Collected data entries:
☆ ☆ ☆ ☆
//! Builder for [`LayoutCache`].
//!
//! Collects the host-supplied pieces, picks a runtime and wires the
//! components together.

use std::sync::Arc;

use tokio::runtime::{Handle, Runtime};

use super::config::LayoutCacheConfig;
use super::error::ServiceError;
use super::facade::LayoutCache;
use crate::host::{ContentIdProvider, HostView, SizeComputer};
use crate::log::{Logger, TracingLogger};

/// Name given to threads of a runtime the cache starts for itself.
const WORKER_THREAD_NAME: &str = "sizecache-worker";

/// Builds a [`LayoutCache`].
///
/// Only the host view is required. Without a computer every computation
/// fails with [`ComputeError::NoDelegate`](crate::host::ComputeError) until
/// one is installed with [`LayoutCache::set_delegate`].
///
/// # Example
///
/// ```
/// use std::sync::Arc;
/// use sizecache::host::{ComputeError, HostSnapshot, SizeRequest};
/// use sizecache::item::{ContainerFrame, ItemSize};
/// use sizecache::service::{LayoutCacheBuilder, LayoutCacheConfig};
///
/// let host = Arc::new(HostSnapshot::new(ContainerFrame::from_size(320.0, 640.0), vec![100]));
/// let cache = LayoutCacheBuilder::new()
///     .host(host)
///     .computer(Arc::new(|request: &SizeRequest| -> Result<ItemSize, ComputeError> {
///         Ok(ItemSize::new(request.frame.width, 44.0, request.dependency))
///     }))
///     .config(LayoutCacheConfig::default().with_max_concurrent(4))
///     .build()
///     .unwrap();
///
/// assert_eq!(cache.max_concurrency(), 4);
/// ```
#[derive(Default)]
pub struct LayoutCacheBuilder {
    host: Option<Arc<dyn HostView>>,
    computer: Option<Arc<dyn SizeComputer>>,
    content_ids: Option<Arc<dyn ContentIdProvider>>,
    logger: Option<Arc<dyn Logger>>,
    handle: Option<Handle>,
    config: LayoutCacheConfig,
}

impl LayoutCacheBuilder {
    pub fn new() -> Self {
        Self::default()
    }

    pub fn host(mut self, host: Arc<dyn HostView>) -> Self {
        self.host = Some(host);
        self
    }

    pub fn computer(mut self, computer: Arc<dyn SizeComputer>) -> Self {
        self.computer = Some(computer);
        self
    }

    pub fn content_id_provider(mut self, provider: Arc<dyn ContentIdProvider>) -> Self {
        self.content_ids = Some(provider);
        self
    }

    /// Diagnostics sink. Defaults to [`TracingLogger`].
    pub fn logger(mut self, logger: Arc<dyn Logger>) -> Self {
        self.logger = Some(logger);
        self
    }

    /// Runtime whose blocking pool runs computations.
    ///
    /// Without one the cache uses the runtime it is built in, or starts its
    /// own when built outside any runtime.
    pub fn runtime_handle(mut self, handle: Handle) -> Self {
        self.handle = Some(handle);
        self
    }

    pub fn config(mut self, config: LayoutCacheConfig) -> Self {
        self.config = config;
        self
    }

    pub fn build(self) -> Result<LayoutCache, ServiceError> {
        let host = self.host.ok_or(ServiceError::MissingHost)?;
        let (handle, runtime) = select_runtime(self.handle)?;
        let logger = self
            .logger
            .unwrap_or_else(|| Arc::new(TracingLogger) as Arc<dyn Logger>);

        let cache = LayoutCache::assemble(host, logger, handle, runtime, &self.config);
        cache.set_delegate(self.computer);
        cache.set_content_id_provider(self.content_ids);
        if self.config.auto_prefetch {
            cache.set_auto_prefetch(true);
        }
        Ok(cache)
    }
}

impl std::fmt::Debug for LayoutCacheBuilder {
    fn fmt(&self, f: &mut std::fmt::Formatter<'_>) -> std::fmt::Result {
        f.debug_struct("LayoutCacheBuilder")
            .field("has_host", &self.host.is_some())
            .field("has_computer", &self.computer.is_some())
            .field("has_content_id_provider", &self.content_ids.is_some())
            .field("config", &self.config)
            .finish()
    }
}

/// Supplied handle, else the ambient runtime, else a dedicated one.
fn select_runtime(handle: Option<Handle>) -> Result<(Handle, Option<Runtime>), ServiceError> {
    if let Some(handle) = handle {
        return Ok((handle, None));
    }
    if let Ok(handle) = Handle::try_current() {
        return Ok((handle, None));
    }

    let runtime = tokio::runtime::Builder::new_multi_thread()
        .worker_threads(1)
        .thread_name(WORKER_THREAD_NAME)
        .enable_all()
        .build()?;
    Ok((runtime.handle().clone(), Some(runtime)))
}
☆ ☆ ☆ ☆
Work order. The answer must hold only the lines from the first line of the data through the line bearing "computer every computation", returned exactly.

Task solution.
//! Builder for [`LayoutCache`].
//!
//! Collects the host-supplied pieces, picks a runtime and wires the
//! components together.

use std::sync::Arc;

use tokio::runtime::{Handle, Runtime};

use super::config::LayoutCacheConfig;
use super::error::ServiceError;
use super::facade::LayoutCache;
use crate::host::{ContentIdProvider, HostView, SizeComputer};
use crate::log::{Logger, TracingLogger};

/// Name given to threads of a runtime the cache starts for itself.
const WORKER_THREAD_NAME: &str = "sizecache-worker";

/// Builds a [`LayoutCache`].
///
/// Only the host view is required. Without a computer every computation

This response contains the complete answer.